◆ **TASK OBJECTIVE**
Tally the lines below that contain the word "SlotMap". Only the total should be given.

◆ **EXERCISE INPUTS**

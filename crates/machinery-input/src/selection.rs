//! Cell selection with target cycling.
//!
//! A cell can hold a component, a wire and a pipe at once. Clicking the same
//! cell again steps through whatever it holds in that order; clicking a
//! different cell starts over at the first target.

use machinery_core::geometry::GridPosition;
use machinery_core::id::{ComponentId, WireId};
use machinery_spatial::Cell;

/// What a selection points at within its cell.
#[derive(Debug, Clone, Copy, PartialEq, Eq, Hash, Default)]
pub enum SelectionTarget {
    /// An empty cell.
    #[default]
    None,
    Component,
    Wire,
    Pipe,
}

/// Snapshot handed to selection observers.
#[derive(Debug, Clone, Copy, PartialEq, Eq)]
pub struct SelectionInfo {
    pub cell: GridPosition,
    pub target: SelectionTarget,
    pub component: Option<ComponentId>,
    pub wire: Option<WireId>,
}

/// Targets available in `cell`, in cycling order.
pub fn targets_in(cell: &Cell) -> Vec<SelectionTarget> {
    let mut targets = Vec::with_capacity(3);
    if cell.has_component() {
        targets.push(SelectionTarget::Component);
    }
    if cell.has_wire() {
        targets.push(SelectionTarget::Wire);
    }
    if cell.has_pipe() {
        targets.push(SelectionTarget::Pipe);
    }
    targets
}

#[derive(Debug, Clone, Default)]
pub struct Selection {
    current: Option<SelectionInfo>,
    cycle_index: usize,
}

impl Selection {
    pub fn new() -> Self {
        Self::default()
    }

    pub fn current(&self) -> Option<&SelectionInfo> {
        self.current.as_ref()
    }

    /// Select `cell`, cycling when it is already the selected cell.
    pub fn select(&mut self, pos: GridPosition, cell: &Cell) -> SelectionInfo {
        let targets = targets_in(cell);
        let same_cell = self.current.is_some_and(|s| s.cell == pos);
        self.cycle_index = if same_cell && !targets.is_empty() {
            (self.cycle_index + 1) % targets.len()
        } else {
            0
        };
        let target = targets
            .get(self.cycle_index)
            .copied()
            .unwrap_or(SelectionTarget::None);
        let info = SelectionInfo {
            cell: pos,
            target,
            component: cell.component,
            wire: cell.wire_id(),
        };
        self.current = Some(info);
        info
    }

    /// Returns true if something was selected.
    pub fn clear(&mut self) -> bool {
        self.cycle_index = 0;
        self.current.take().is_some()
    }
}

#[cfg(test)]
mod tests {
    use super::*;
    use machinery_core::id::WireId;
    use machinery_spatial::{Placeability, WireType};
    use slotmap::SlotMap;

    fn busy_cell() -> Cell {
        let mut components = SlotMap::<ComponentId, ()>::with_key();
        let mut wires = SlotMap::<WireId, ()>::with_key();
        let mut cell = Cell::new(0, Placeability::ConnectorsOnly);
        cell.component = Some(components.insert(()));
        cell.set_wire(WireType::AC, wires.insert(()));
        cell.pipe = true;
        cell
    }

    #[test]
    fn same_cell_cycles_through_targets() {
        let cell = busy_cell();
        let pos = GridPosition::new(1, 1);
        let mut selection = Selection::new();
        let picks: Vec<_> = (0..4).map(|_| selection.select(pos, &cell).target).collect();
        assert_eq!(
            picks,
            vec![
                SelectionTarget::Component,
                SelectionTarget::Wire,
                SelectionTarget::Pipe,
                SelectionTarget::Component,
            ]
        );
    }

    #[test]
    fn new_cell_resets_cycle() {
        let cell = busy_cell();
        let mut selection = Selection::new();
        selection.select(GridPosition::new(1, 1), &cell);
        selection.select(GridPosition::new(1, 1), &cell);
        let info = selection.select(GridPosition::new(2, 1), &cell);
        assert_eq!(info.target, SelectionTarget::Component);
        assert_eq!(info.cell, GridPosition::new(2, 1));
    }

    #[test]
    fn empty_cell_selects_nothing_in_particular() {
        let cell = Cell::new(0, Placeability::Placeable);
        let mut selection = Selection::new();
        let info = selection.select(GridPosition::ORIGIN, &cell);
        assert_eq!(info.target, SelectionTarget::None);
        assert_eq!(selection.select(GridPosition::ORIGIN, &cell).target, SelectionTarget::None);
        assert!(selection.clear());
        assert!(!selection.clear());
        assert!(selection.current().is_none());
    }
}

◆ **OUTPUT FOR THIS TASK**
3